1996); In re: Green, 115 B.R. 1001 (Bankr. W.D.Mo. 1990); In re: Brackett, 54
B.R. 57 (Bankr. N.M. 1985); Bogert on Trusts, ¤ 222 (1992); IIA, Scott, The Law
of Trusts, Section 156 at 155; Restatement (Second) of Trusts, ¤¤ 156 and 159
(1959). The Trustee also makes he related argument that a spendthrift trust
must be made for the benefit of another. These factors are not at odds with the
Appellee in this case.
The trust in question is a Charitable Remainder Trust, which by
the very definition provided in the Internal Revenue Code requires that the
equitable ownership be vested in someone other than the Appellee - in this case
a number of Internal Revenue Service Qualified charities. 26 U.S.C. ¤
664(d)(2); Treas. Reg. ¤ 1.664-1(a). Accordingly, by its very definition a
Charitable Remainder Trust cannot be merely for the settlor's "own
benefit." Furthermore, charitable trusts are viewed differently in Florida
than are other trusts due to their charitable nature, and are *7 therefore
accorded more protection from being rendered invalid since "[i]t is the
policy of the courts to make every intendment in favor of charitable
trusts." Ball v.
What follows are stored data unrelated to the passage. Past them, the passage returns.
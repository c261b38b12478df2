//! # snap-render
//!
//! Turns a [`snap_core::ComponentRenderModel`] into a snapshot test file:
//! tera template rendering, an optional external formatter pass, and the
//! write to `<stem>.test.<ext>` beside the component.

pub mod error;
pub mod format;
pub mod template;
pub mod writer;

pub use error::{FormatError, RenderError};
pub use format::{CommandFormatter, Formatter, PATH_PLACEHOLDER};
pub use template::{BUILTIN_TEMPLATE_NAME, TemplateEngine};
pub use writer::{TestWriter, WriteOutcome, test_path_for};
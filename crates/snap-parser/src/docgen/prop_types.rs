//! `propTypes` object parsing.

use snap_core::{PropDescriptor, PropKind, TypeInfo};

use super::components::ModuleScan;
use super::helpers::{call_arguments, property_key, unwrap_parens};
use crate::parser::SyntaxNode;

const PROP_TYPES_NAMESPACES: &[&str] = &["PropTypes", "React.PropTypes"];

/// Parse the members of a `propTypes` object into descriptors, in source order.
pub(super) fn parse_prop_types<'r>(
    object: &SyntaxNode<'r>,
    scan: &ModuleScan<'r>,
) -> Vec<PropDescriptor> {
    let mut props = Vec::new();
    for member in object.children() {
        match member.kind().as_ref() {
            "pair" => {
                let Some(name) = member.field("key").and_then(|k| property_key(&k)) else {
                    continue;
                };
                let Some(value) = member.field("value") else {
                    continue;
                };
                props.push(parse_prop(name, &value, scan));
            }
            "shorthand_property_identifier" => {
                let name = member.text().to_string();
                props.push(
                    PropDescriptor::new(name.clone())
                        .with_type(TypeInfo::of_kind(PropKind::Custom).with_raw(name)),
                );
            }
            "spread_element" => {
                tracing::debug!(spread = %member.text(), "skipping spread in propTypes");
            }
            _ => {}
        }
    }
    props
}

fn parse_prop<'r>(name: String, value: &SyntaxNode<'r>, scan: &ModuleScan<'r>) -> PropDescriptor {
    let raw = value.text().to_string();
    let (expression, required) = strip_is_required(value);
    let type_info = classify(&expression, scan).with_raw(raw);
    let prop = PropDescriptor::new(name).with_type(type_info);
    if required { prop.required() } else { prop }
}

/// `X.isRequired` → (`X`, true).
fn strip_is_required<'r>(value: &SyntaxNode<'r>) -> (SyntaxNode<'r>, bool) {
    let value = unwrap_parens(value.clone());
    if value.kind().as_ref() == "member_expression"
        && value
            .field("property")
            .is_some_and(|p| p.text().as_ref() == "isRequired")
        && let Some(object) = value.field("object")
    {
        return (object, true);
    }
    (value, false)
}

fn classify<'r>(expression: &SyntaxNode<'r>, scan: &ModuleScan<'r>) -> TypeInfo {
    match expression.kind().as_ref() {
        "member_expression" => {
            let Some(tag) = prop_types_member(expression) else {
                return TypeInfo::of_kind(PropKind::Custom);
            };
            TypeInfo::of_kind(tag.parse().unwrap_or(PropKind::Custom))
        }
        "call_expression" => classify_call(expression, scan),
        _ => TypeInfo::of_kind(PropKind::Custom),
    }
}

fn classify_call<'r>(call: &SyntaxNode<'r>, scan: &ModuleScan<'r>) -> TypeInfo {
    let Some(tag) = call.field("function").and_then(|f| prop_types_member(&f)) else {
        return TypeInfo::of_kind(PropKind::Custom);
    };
    let kind = match tag.as_str() {
        "shape" => PropKind::Shape,
        "exact" => PropKind::Exact,
        "arrayOf" => PropKind::ArrayOf,
        "objectOf" => PropKind::ObjectOf,
        "oneOf" => PropKind::Enum,
        "oneOfType" => PropKind::Union,
        "instanceOf" => PropKind::InstanceOf,
        _ => return TypeInfo::of_kind(PropKind::Custom),
    };
    let info = TypeInfo::of_kind(kind);
    if !matches!(kind, PropKind::Shape | PropKind::Exact) {
        return info;
    }
    let fields = call_arguments(call)
        .first()
        .and_then(|argument| scan.resolve_object(argument))
        .map(|object| parse_prop_types(&object, scan));
    match fields {
        Some(fields) => info.with_shape(fields),
        None => info,
    }
}

/// `PropTypes.tag` or `React.PropTypes.tag` → `tag`.
fn prop_types_member(node: &SyntaxNode<'_>) -> Option<String> {
    if node.kind().as_ref() != "member_expression" {
        return None;
    }
    let object = node.field("object")?;
    if !PROP_TYPES_NAMESPACES.contains(&object.text().as_ref()) {
        return None;
    }
    Some(node.field("property")?.text().to_string())
}
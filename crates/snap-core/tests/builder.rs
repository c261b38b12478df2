//! `MetadataBuilder` against a stub extractor and real files.

use std::fs;
use std::path::Path;

use snap_core::{
    ComponentDoc, CoreError, Diagnostics, MetadataBuilder, PropDescriptor, PropExtractor, PropKind,
};

#[derive(Debug, thiserror::Error)]
#[error("No suitable component definition found.")]
struct NotAComponent;

/// Treats files containing `propTypes` as a component with one number prop.
struct StubExtractor;

impl PropExtractor for StubExtractor {
    type Error = NotAComponent;

    fn extract(&self, source: &str, _path: &Path) -> Result<ComponentDoc, Self::Error> {
        if !source.contains("propTypes") {
            return Err(NotAComponent);
        }
        Ok(ComponentDoc {
            display_name: Some("Gauge".into()),
            description: String::new(),
            props: Some(vec![
                PropDescriptor::new("value").with_kind(PropKind::Number),
            ]),
        })
    }
}

#[test]
fn builds_model_from_file() {
    let dir = tempfile::tempdir().expect("tempdir");
    let path = dir.path().join("Gauge.js");
    fs::write(&path, "Gauge.propTypes = { value: PropTypes.number };").expect("write");

    let builder = MetadataBuilder::new(StubExtractor);
    let mut diagnostics = Diagnostics::new();
    let model = builder
        .build(&path, Path::new("Gauge.js"), &mut diagnostics)
        .expect("model");

    assert_eq!(model.component_name(), "Gauge");
    assert_eq!(model.properties().len(), 1);
    assert_eq!(model.properties()[0].attribute(), "value={42}");
    assert_eq!(model.source_path(), path.as_path());
}

#[test]
fn extractor_failure_is_a_parse_error() {
    let dir = tempfile::tempdir().expect("tempdir");
    let path = dir.path().join("utils.js");
    fs::write(&path, "export const add = (a, b) => a + b;").expect("write");

    let builder = MetadataBuilder::new(StubExtractor);
    let err = builder
        .build(&path, Path::new("utils.js"), &mut Diagnostics::new())
        .expect_err("not a component");

    assert!(matches!(err, CoreError::Parse { .. }));
    assert_eq!(err.path(), path.as_path());
    assert!(err.to_string().contains("No suitable component"));
}

#[test]
fn missing_file_is_an_io_error() {
    let dir = tempfile::tempdir().expect("tempdir");
    let path = dir.path().join("Missing.js");

    let builder = MetadataBuilder::new(&StubExtractor);
    let err = builder
        .build(&path, Path::new("Missing.js"), &mut Diagnostics::new())
        .expect_err("missing file");

    assert!(matches!(err, CoreError::Io { .. }));
}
Nichols, 36 Fla. Supp. 91 (1971); 9 Fla. Jur. 2d,
Charities ¤ 5 (1979). It remains uncontroverted that the subject trust is
qualified as a Charitable Remainder Trust pursuant to the Internal Revenue
Code. For this reason, the Appellant's argument fails on the second tier of
Florida's definition of "self-settled" and the Appellant is left no
basis for invalidating the spendthrift aspects of the subject Charitable
Remainder Trust.
Very little has been made of the Bankruptcy Court's holding that
the trust in question qualifies as a second, albeit distinct, form of
spendthrift trust known as a "support trust." (BR#27-9, 10, RE#H-9,
10). In its order, the District Court declined to rule on that issue, but
erroneously recited in dicta that the trust may not be a support trust by
virtue of the fact that it did not see any specific language in the trust
document denoting it as such. (DC#13-13, 14, RE#G-13, 14). Such specificity is
unnecessary since no particular words are required to create a trust. 56
Fla.Jur.2d., Trusts ¤ 18 (1985); see also Walker v. Close, 98 Fla. 1103, 125
So. 521, reh. denied 98 Fla. 1125, 126 So. 298 (Fla. 1929); Payiasis v.
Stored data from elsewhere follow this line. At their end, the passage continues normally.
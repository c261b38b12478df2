//! External formatter command.

use serde::{Deserialize, Serialize};

fn default_command() -> String {
    "prettier".to_string()
}

fn default_args() -> Vec<String> {
    [
        "--stdin-filepath",
        "{path}",
        "--single-quote",
        "--trailing-comma",
        "all",
    ]
    .into_iter()
    .map(String::from)
    .collect()
}

#[derive(Debug, Clone, Deserialize, Serialize)]
pub struct FormatterConfig {
    /// Program to run; source is piped through stdin and read from stdout.
    #[serde(default = "default_command")]
    pub command: String,

    /// Arguments; `{path}` is replaced by the output file path.
    #[serde(default = "default_args")]
    pub args: Vec<String>,
}

impl Default for FormatterConfig {
    fn default() -> Self {
        Self {
            command: default_command(),
            args: default_args(),
        }
    }
}
//! Environment variable precedence, sandboxed with `figment::Jail`.

use figment::Jail;
use snap_config::SnapConfig;

#[test]
fn env_var_overrides_default() {
    Jail::expect_with(|jail| {
        jail.set_env("SNAPGEN_GENERAL__PRETTIFY", "true");

        let config = SnapConfig::load().expect("config loads");
        assert!(config.general.prettify);
        Ok(())
    });
}

#[test]
fn env_var_beats_project_file() {
    Jail::expect_with(|jail| {
        jail.create_file(
            "snapgen.toml",
            "[general]\ncomponents_path = \"from-file\"\n",
        )?;
        jail.set_env("SNAPGEN_GENERAL__COMPONENTS_PATH", "from-env");

        let config = SnapConfig::load().expect("config loads");
        assert_eq!(config.general.components_path, "from-env");
        Ok(())
    });
}

#[test]
fn env_var_sets_list_values() {
    Jail::expect_with(|jail| {
        jail.set_env("SNAPGEN_GENERAL__EXTENSIONS", "[js, jsx]");

        let config = SnapConfig::load().expect("config loads");
        assert_eq!(config.general.extensions, ["js", "jsx"]);
        Ok(())
    });
}

#[test]
fn log_filter_variable_does_not_break_loading() {
    Jail::expect_with(|jail| {
        jail.set_env("SNAPGEN_LOG", "debug");

        let config = SnapConfig::load().expect("config loads");
        assert_eq!(config.formatter.command, "prettier");
        Ok(())
    });
}

#[test]
fn dotenv_file_in_current_dir_is_loaded() {
    Jail::expect_with(|jail| {
        // dotenvy writes the process env, so only this test reads `template`.
        jail.create_file(".env", "SNAPGEN_GENERAL__TEMPLATE=from-dotenv.tera\n")?;

        let config = SnapConfig::load_with_dotenv().expect("config loads");
        assert_eq!(config.general.template_path(), Some("from-dotenv.tera"));
        Ok(())
    });
}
Robillard, 171 So.2d 630 (Fla. 3d DCA 1965); Reid v. Barry, 93 Fla. 849, 112
So. 846 (Fla. 1927).
*8 CONCLUSION
Based on the foregoing argument, including that provided in the
Debtor's Brief before the Bankruptcy Court (BR# 22, RE#C), Reply Brief before
the District Court (DC#10, RE#D) and the fact that the Trustee has cited only
clearly distinguishable cases in supporting its positions, the Debtor urges
this Court to follow the current state of the law and concur with the
Bankruptcy Court by holding (1) that the CRT corpus belongs to the corpus
beneficiaries and not the Debtor; (2) that the CRT corpus is not property of
the estate administrable by the Trustee; (3) that what title is held by the
Debtor, if any, is merely bare legal title leaving the trust not administrable
by the Trustee; (4) that the income derived from the trust is not property of
the estate and is otherwise exempt under Florida law; and (5) sustaining the
Bankruptcy Court's dicta that equity and public policy dictate that this trust
and its income are not property of the bankruptcy estate.